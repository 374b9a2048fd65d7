/// Configuration for barcode lookup API access.
pub struct LookupConfig {
    pub api_key: String,
    pub api_url: String,
}

impl LookupConfig {
    pub fn from_env() -> Self {
        let api_key = std::env::var("BARCODE_API_KEY")
            .expect("BARCODE_API_KEY environment variable must be set");
        let api_url = std::env::var("BARCODE_API_URL")
            .unwrap_or_else(|_| "https://api.barcodelookup.com/v3".to_string());
        Self { api_key, api_url }
    }
}
use std::sync::Arc;

use async_trait::async_trait;

use crate::domain::logger::Logger;
use crate::domain::product::errors::ProductError;
use crate::domain::product::repository::ProductRepository;
use crate::domain::product::services::ProductLookupService;
use crate::domain::product::use_cases::resolve::{
    ProductResolution, ResolutionSource, ResolveProductParams, ResolveProductUseCase,
};
use crate::domain::product::value_objects::UpsertPolicy;

pub struct ResolveProductUseCaseImpl {
    pub repository: Arc<dyn ProductRepository>,
    pub lookup: Arc<dyn ProductLookupService>,
    pub logger: Arc<dyn Logger>,
}

#[async_trait]
impl ResolveProductUseCase for ResolveProductUseCaseImpl {
    async fn execute(
        &self,
        params: ResolveProductParams,
    ) -> Result<ProductResolution, ProductError> {
        if params.barcode.is_blank() {
            return Err(ProductError::BarcodeEmpty);
        }

        self.logger
            .info(&format!("Resolving barcode: {}", params.barcode));

        if let Some(product) = self.repository.find_by_barcode(&params.barcode).await? {
            self.logger.info("Product found in catalog store");
            return Ok(ProductResolution {
                product,
                source: ResolutionSource::Catalog,
            });
        }

        self.logger
            .info("Product not in catalog store, querying remote lookup");

        let candidate = match self.lookup.lookup(&params.barcode).await {
            Ok(Some(candidate)) => candidate,
            Ok(None) => {
                self.logger.info(&format!(
                    "Barcode {} unknown to remote lookup",
                    params.barcode
                ));
                return Err(ProductError::NotFound);
            }
            Err(err) => {
                // Lookup failures are not retried; the caller sees a plain miss.
                self.logger
                    .warn(&format!("Remote lookup failed: {}", err));
                return Err(ProductError::NotFound);
            }
        };

        self.repository
            .upsert(&candidate, UpsertPolicy::CreateOnce)
            .await?;
        self.logger.info(&format!(
            "Product {} persisted from remote lookup",
            candidate.barcode
        ));

        Ok(ProductResolution {
            product: candidate,
            source: ResolutionSource::RemoteLookup,
        })
    }
}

WORK ITEM: Pull out each record as written and restate it exactly.

RESPONSE:
repository 374b9a2048fd65d7
/// Configuration for barcode lookup API access.
pub struct LookupConfig {
    pub api_key: String,
    pub api_url: String,
}

impl LookupConfig {
    pub fn from_env() -> Self {
        let api_key = std::env::var("BARCODE_API_KEY")
            .expect("BARCODE_API_KEY environment variable must be set");
        let api_url = std::env::var("BARCODE_API_URL")
            .unwrap_or_else(|_| "https://api.barcodelookup.com/v3".to_string());
        Self { api_key, api_url }
    }
}
use std::sync::Arc;

use async_trait::async_trait;

use crate::domain::logger::Logger;
use crate::domain::product::errors::ProductError;
use crate::domain::product::repository::ProductRepository;
use crate::domain::product::services::ProductLookupService;
use crate::domain::product::use_cases::resolve::{
    ProductResolution, ResolutionSource, ResolveProductParams, ResolveProductUseCase,
};
use crate::domain::product::value_objects::UpsertPolicy;

pub struct ResolveProductUseCaseImpl {
    pub repository: Arc<dyn ProductRepository>,
    pub lookup: Arc<dyn ProductLookupService>,
    pub logger: Arc<dyn Logger>,
}

#[async_trait]
impl ResolveProductUseCase for ResolveProductUseCaseImpl {
    async fn execute(
        &self,
        params: ResolveProductParams,
    ) -> Result<ProductResolution, ProductError> {
        if params.barcode.is_blank() {
            return Err(ProductError::BarcodeEmpty);
        }

        self.logger
            .info(&format!("Resolving barcode: {}", params.barcode));

        if let Some(product) = self.repository.find_by_barcode(&params.barcode).await? {
            self.logger.info("Product found in catalog store");
            return Ok(ProductResolution {
                product,
                source: ResolutionSource::Catalog,
            });
        }

        self.logger
            .info("Product not in catalog store, querying remote lookup");

        let candidate = match self.lookup.lookup(&params.barcode).await {
            Ok(Some(candidate)) => candidate,
            Ok(None) => {
                self.logger.info(&format!(
                    "Barcode {} unknown to remote lookup",
                    params.barcode
                ));
                return Err(ProductError::NotFound);
            }
            Err(err) => {
                // Lookup failures are not retried; the caller sees a plain miss.
                self.logger
                    .warn(&format!("Remote lookup failed: {}", err));
                return Err(ProductError::NotFound);
            }
        };

        self.repository
            .upsert(&candidate, UpsertPolicy::CreateOnce)
            .await?;
        self.logger.info(&format!(
            "Product {} persisted from remote lookup",
            candidate.barcode
        ));

        Ok(ProductResolution {
            product: candidate,
            source: ResolutionSource::RemoteLookup,
        })
    }
}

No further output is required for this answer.